• WORK INSTRUCTION
Your answer should be the lines of the data below that contain "filename".
· · · ·
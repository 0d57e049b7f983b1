//! Rendering primitives
//!
//! Camera and mesh data shared by the lesson pipeline.

pub mod camera;
pub mod mesh;

pub use camera::Camera;
pub use mesh::{MeshData, MeshError};
//! Transform builders
//!
//! Produce the named matrices of a frame from a handful of scalars. Every
//! builder returns a column-major matrix and composes with
//! [`multiply_matrices`](crate::foundation::math::multiply_matrices) in
//! "apply right operand first" order.
//!
//! Projection follows the WebGL clip convention: view space looks down -Z and
//! depth maps to [-1, 1].

use crate::foundation::math::{
    invert_matrix, invert_matrix_3x3, top_left_3x3, transpose_3x3, Mat3, Mat4, MathError, Vec3,
};
use crate::render::ParameterError;

/// Default spin rate, in radians per elapsed millisecond
pub const DEFAULT_ROTATION_SPEED: f32 = 0.0005;

/// Pure translation
pub fn translation_matrix(x: f32, y: f32, z: f32) -> Mat4 {
    Mat4::new(
        1.0, 0.0, 0.0, x,
        0.0, 1.0, 0.0, y,
        0.0, 0.0, 1.0, z,
        0.0, 0.0, 0.0, 1.0,
    )
}

/// Right-handed rotation about the +Y axis
pub fn rotation_y_matrix(angle_radians: f32) -> Mat4 {
    let (s, c) = angle_radians.sin_cos();
    Mat4::new(
        c, 0.0, s, 0.0,
        0.0, 1.0, 0.0, 0.0,
        -s, 0.0, c, 0.0,
        0.0, 0.0, 0.0, 1.0,
    )
}

/// Spin angle for a given elapsed time
///
/// Wrapped to one turn so long sessions keep full f32 precision.
pub fn spin_angle(elapsed_ms: f64, speed: f32) -> f32 {
    let angle = elapsed_ms * f64::from(speed);
    angle.rem_euclid(std::f64::consts::TAU) as f32
}

/// Symmetric perspective frustum
///
/// Requires `0 < fov_y < pi`, `aspect > 0` and `0 < near < far`.
pub fn perspective_projection_matrix(
    fov_y_radians: f32,
    aspect_ratio: f32,
    near: f32,
    far: f32,
) -> Result<Mat4, ParameterError> {
    if !(fov_y_radians > 0.0 && fov_y_radians < std::f32::consts::PI) {
        return Err(ParameterError::InvalidFieldOfView(fov_y_radians));
    }
    if !(aspect_ratio > 0.0 && aspect_ratio.is_finite()) {
        return Err(ParameterError::InvalidAspectRatio(aspect_ratio));
    }
    if !(near > 0.0 && near < far && far.is_finite()) {
        return Err(ParameterError::InvalidProjection { near, far });
    }

    let f = 1.0 / (fov_y_radians * 0.5).tan();
    let range_inv = 1.0 / (near - far);

    Ok(Mat4::new(
        f / aspect_ratio, 0.0, 0.0, 0.0,
        0.0, f, 0.0, 0.0,
        0.0, 0.0, (near + far) * range_inv, 2.0 * near * far * range_inv,
        0.0, 0.0, -1.0, 0.0,
    ))
}

/// View matrix for a camera with an arbitrary world transform
///
/// The view matrix is the inverse of the camera's placement in the world.
pub fn view_matrix_from_camera_transform(camera_world: &Mat4) -> Result<Mat4, MathError> {
    invert_matrix(camera_world)
}

/// View matrix for a camera placed at `position` with no rotation
///
/// This is the canonical path: build the camera world transform and invert it.
pub fn view_matrix_from_camera(position: &Vec3) -> Result<Mat4, MathError> {
    view_matrix_from_camera_transform(&translation_matrix(position.x, position.y, position.z))
}

/// Shortcut view matrix for an unrotated camera: the negated translation
///
/// Must agree with [`view_matrix_from_camera`] for pure-translation cameras.
pub fn view_matrix_from_translation(position: &Vec3) -> Mat4 {
    translation_matrix(-position.x, -position.y, -position.z)
}

/// Inverse-transpose of the upper 3x3 of `m`
///
/// Pass the model matrix for world-space shading (what the lesson pipeline
/// does) or model-view for eye-space shading.
pub fn normal_matrix(m: &Mat4) -> Result<Mat3, MathError> {
    let inverse = invert_matrix_3x3(&top_left_3x3(m))?;
    Ok(transpose_3x3(&inverse))
}
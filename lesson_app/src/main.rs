//! Rabbit lighting lessons
//!
//! Runs one lesson headless against the recording context and reports what
//! was drawn.
//!
//! ```text
//! rabbit_lessons [LESSON | CONFIG.toml | CONFIG.ron] [FRAMES] [--set TARGET.PARAM=VALUE]...
//! ```
//!
//! `TARGET` is `material` or the name of a light, e.g.
//! `--set sun.direction.x=0.5` or `--set material.specular_shininess=64`.

use lighting_engine::debug::{light_direction_panel, material_panel, point_light_panel, ParameterPanel};
use lighting_engine::foundation::logging;
use lighting_engine::prelude::*;
use thiserror::Error;

const DEFAULT_LESSON: &str = "blinn-phong";
const DEFAULT_FRAMES: u64 = 600;
const MAX_CONSECUTIVE_FAILURES: u32 = 60;

/// Application-level errors
#[derive(Error, Debug)]
enum AppError {
    /// Bad command line
    #[error("{0}\n\n{}", USAGE)]
    Usage(String),

    /// Lesson configuration could not be loaded
    #[error(transparent)]
    Config(#[from] ConfigError),

    /// Rejected parameter
    #[error(transparent)]
    Parameter(#[from] ParameterError),

    /// Pipeline or frame error
    #[error(transparent)]
    Render(#[from] RenderError),

    /// Frame loop error
    #[error(transparent)]
    Engine(#[from] EngineError),
}

const USAGE: &str = "usage: rabbit_lessons [LESSON | CONFIG.toml | CONFIG.ron] [FRAMES] [--set TARGET.PARAM=VALUE]...
lessons: unlit, normals, transformed-normals, lambert, blinn-phong, multi-light";

/// Parsed command line
#[derive(Debug, Default)]
struct Options {
    source: Option<String>,
    frames: Option<u64>,
    edits: Vec<Edit>,
}

/// One `--set` argument
#[derive(Debug, Clone, PartialEq)]
struct Edit {
    target: String,
    parameter: String,
    value: f32,
}

impl Edit {
    fn parse(arg: &str) -> Result<Self, AppError> {
        let invalid = || AppError::Usage(format!("invalid --set argument '{arg}'"));
        let (path, value) = arg.split_once('=').ok_or_else(invalid)?;
        let (target, parameter) = path.split_once('.').ok_or_else(invalid)?;
        let value = value.trim().parse().map_err(|_| invalid())?;
        Ok(Self {
            target: target.to_string(),
            parameter: parameter.to_string(),
            value,
        })
    }
}

fn parse_args(args: impl IntoIterator<Item = String>) -> Result<Options, AppError> {
    let mut options = Options::default();
    let mut args = args.into_iter();
    while let Some(arg) = args.next() {
        match arg.as_str() {
            "-h" | "--help" => return Err(AppError::Usage("help requested".to_string())),
            "--set" => {
                let edit = args
                    .next()
                    .ok_or_else(|| AppError::Usage("--set needs an argument".to_string()))?;
                options.edits.push(Edit::parse(&edit)?);
            }
            _ if options.source.is_none() && arg.parse::<u64>().is_err() => {
                options.source = Some(arg);
            }
            _ if options.frames.is_none() => {
                let frames = arg
                    .parse()
                    .map_err(|_| AppError::Usage(format!("invalid frame count '{arg}'")))?;
                options.frames = Some(frames);
            }
            _ => return Err(AppError::Usage(format!("unexpected argument '{arg}'"))),
        }
    }
    Ok(options)
}

fn load_config(source: Option<&str>) -> Result<LessonConfig, AppError> {
    let source = source.unwrap_or(DEFAULT_LESSON);
    if source.ends_with(".toml") || source.ends_with(".ron") {
        Ok(LessonConfig::load(source)?)
    } else {
        Ok(LessonConfig::for_lesson(source)?)
    }
}

fn logged(mut panel: ParameterPanel) -> ParameterPanel {
    let title = panel.title().to_string();
    panel.on_change(move |name, value| log::info!("[{title}] {name} -> {value:?}"));
    panel
}

fn apply_edit(pipeline: &mut LessonPipeline, edit: &Edit) -> Result<(), AppError> {
    if edit.target == "material" {
        let mut panel = logged(material_panel(pipeline.material())?);
        panel.set(&edit.parameter, edit.value)?;
        panel.apply_to_material(pipeline.material_mut())?;
        return Ok(());
    }

    let light = pipeline
        .environment_mut()
        .light_mut(&edit.target)
        .ok_or_else(|| AppError::Usage(format!("no light named '{}'", edit.target)))?;
    let panel = match light.light_type {
        LightType::Directional => light_direction_panel(light)?,
        LightType::Point => point_light_panel(light)?,
    };
    let mut panel = logged(panel);
    panel.set(&edit.parameter, edit.value)?;
    panel.apply_to_light(light)?;
    Ok(())
}

fn report(pipeline: &LessonPipeline, elapsed_ms: f64) -> Result<(), AppError> {
    let samples = [
        ("top", Vec3::new(0.0, 1.0, 0.0)),
        ("front", Vec3::new(0.0, 0.0, 1.0)),
        ("side", Vec3::new(1.0, 0.0, 0.0)),
        ("bottom", Vec3::new(0.0, -1.0, 0.0)),
    ];
    println!("CPU reference colors at {elapsed_ms:.0} ms ({} mode):", pipeline.mode());
    for (label, n) in samples {
        let color = pipeline.shade_point(elapsed_ms, &SurfacePoint::new(n, n))?;
        println!(
            "  {label:>6}: [{:.3}, {:.3}, {:.3}, {:.3}]",
            color.x, color.y, color.z, color.w
        );
    }
    Ok(())
}

fn run() -> Result<(), AppError> {
    let options = parse_args(std::env::args().skip(1))?;
    let config = load_config(options.source.as_deref())?;
    logging::init(&config.log_level);
    log::info!("Starting rabbit lessons: '{}'", config.lesson);

    let frames = options.frames.or(config.frame_limit).unwrap_or(DEFAULT_FRAMES);
    let mut ctx = RecordingContext::new();
    let mut pipeline = LessonPipeline::new(&config, &mut ctx)?;
    for edit in &options.edits {
        apply_edit(&mut pipeline, edit)?;
    }

    let clock = FixedStepClock::sixty_hz();
    let stats = FrameLoop::new(clock)
        .with_frame_limit(Some(frames))
        .with_max_consecutive_failures(MAX_CONSECUTIVE_FAILURES)
        .run(&mut pipeline, &mut ctx)?;

    println!(
        "{}: {} frames drawn, {} skipped, {} uniform uploads",
        config.lesson,
        stats.rendered,
        stats.skipped,
        ctx.uniform_upload_count()
    );
    let last_ms = frames.saturating_sub(1) as f64 * 1000.0 / 60.0;
    report(&pipeline, last_ms)
}

fn main() {
    if let Err(e) = run() {
        log::error!("{e}");
        eprintln!("error: {e}");
        std::process::exit(1);
    }
}
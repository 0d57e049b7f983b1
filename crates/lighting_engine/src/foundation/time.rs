//! Time management utilities
//!
//! The frame loop only needs one thing from a clock: a monotonically
//! increasing elapsed time in milliseconds, sampled once per tick.

use std::time::Instant;

/// Source of per-frame elapsed time
pub trait TimeSource {
    /// Advance to the next frame and return elapsed milliseconds since start
    fn tick(&mut self) -> f64;

    /// Number of ticks taken so far
    fn frame_count(&self) -> u64;
}

/// Wall-clock frame timer
pub struct FrameClock {
    start: Instant,
    last_elapsed_ms: f64,
    delta_ms: f64,
    frame_count: u64,
}

impl Default for FrameClock {
    fn default() -> Self {
        Self::new()
    }
}

impl FrameClock {
    /// Create a new clock starting now
    pub fn new() -> Self {
        Self {
            start: Instant::now(),
            last_elapsed_ms: 0.0,
            delta_ms: 0.0,
            frame_count: 0,
        }
    }

    /// Milliseconds between the two most recent ticks
    pub fn delta_ms(&self) -> f64 {
        self.delta_ms
    }

    /// Average frames per second since the clock started
    pub fn average_fps(&self) -> f64 {
        if self.last_elapsed_ms > 0.0 {
            self.frame_count as f64 / (self.last_elapsed_ms / 1000.0)
        } else {
            0.0
        }
    }
}

impl TimeSource for FrameClock {
    fn tick(&mut self) -> f64 {
        let elapsed = self.start.elapsed().as_secs_f64() * 1000.0;
        // Instant is monotonic, but keep the contract explicit
        let elapsed = elapsed.max(self.last_elapsed_ms);
        self.delta_ms = elapsed - self.last_elapsed_ms;
        self.last_elapsed_ms = elapsed;
        self.frame_count += 1;
        elapsed
    }

    fn frame_count(&self) -> u64 {
        self.frame_count
    }
}

/// Deterministic clock advancing a fixed step per tick
///
/// Used for headless runs and tests, where wall-clock time would make the
/// rendered transforms unreproducible.
#[derive(Debug, Clone)]
pub struct FixedStepClock {
    step_ms: f64,
    frame_count: u64,
}

impl FixedStepClock {
    /// Create a clock that advances `step_ms` per tick; the first tick reports 0
    pub fn new(step_ms: f64) -> Self {
        Self {
            step_ms: step_ms.max(0.0),
            frame_count: 0,
        }
    }

    /// Clock stepping at the common 60 Hz display refresh
    pub fn sixty_hz() -> Self {
        Self::new(1000.0 / 60.0)
    }
}

impl TimeSource for FixedStepClock {
    fn tick(&mut self) -> f64 {
        let now = self.step_ms * self.frame_count as f64;
        self.frame_count += 1;
        now
    }

    fn frame_count(&self) -> u64 {
        self.frame_count
    }
}

#[cfg(test)]
mod tests {
    use super::*;
    use approx::assert_relative_eq;

    #[test]
    fn test_fixed_step_clock_is_monotonic() {
        let mut clock = FixedStepClock::new(10.0);
        assert_eq!(clock.tick(), 0.0);
        assert_eq!(clock.tick(), 10.0);
        assert_eq!(clock.tick(), 20.0);
        assert_eq!(clock.frame_count(), 3);
    }

    #[test]
    fn test_negative_step_is_clamped() {
        let mut clock = FixedStepClock::new(-5.0);
        clock.tick();
        assert_eq!(clock.tick(), 0.0);
    }

    #[test]
    fn test_sixty_hz_step() {
        let mut clock = FixedStepClock::sixty_hz();
        clock.tick();
        assert_relative_eq!(clock.tick(), 16.666_666_666_666_668, epsilon = 1e-9);
    }

    #[test]
    fn test_frame_clock_never_goes_backwards() {
        let mut clock = FrameClock::new();
        let a = clock.tick();
        let b = clock.tick();
        assert!(b >= a);
        assert!(clock.delta_ms() >= 0.0);
        assert_eq!(clock.frame_count(), 2);
    }
}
· · · ·
• EXERCISE ANSWER
filename lesson_app/src/main.rs
filename crates/lighting_engine/src/foundation/time.rs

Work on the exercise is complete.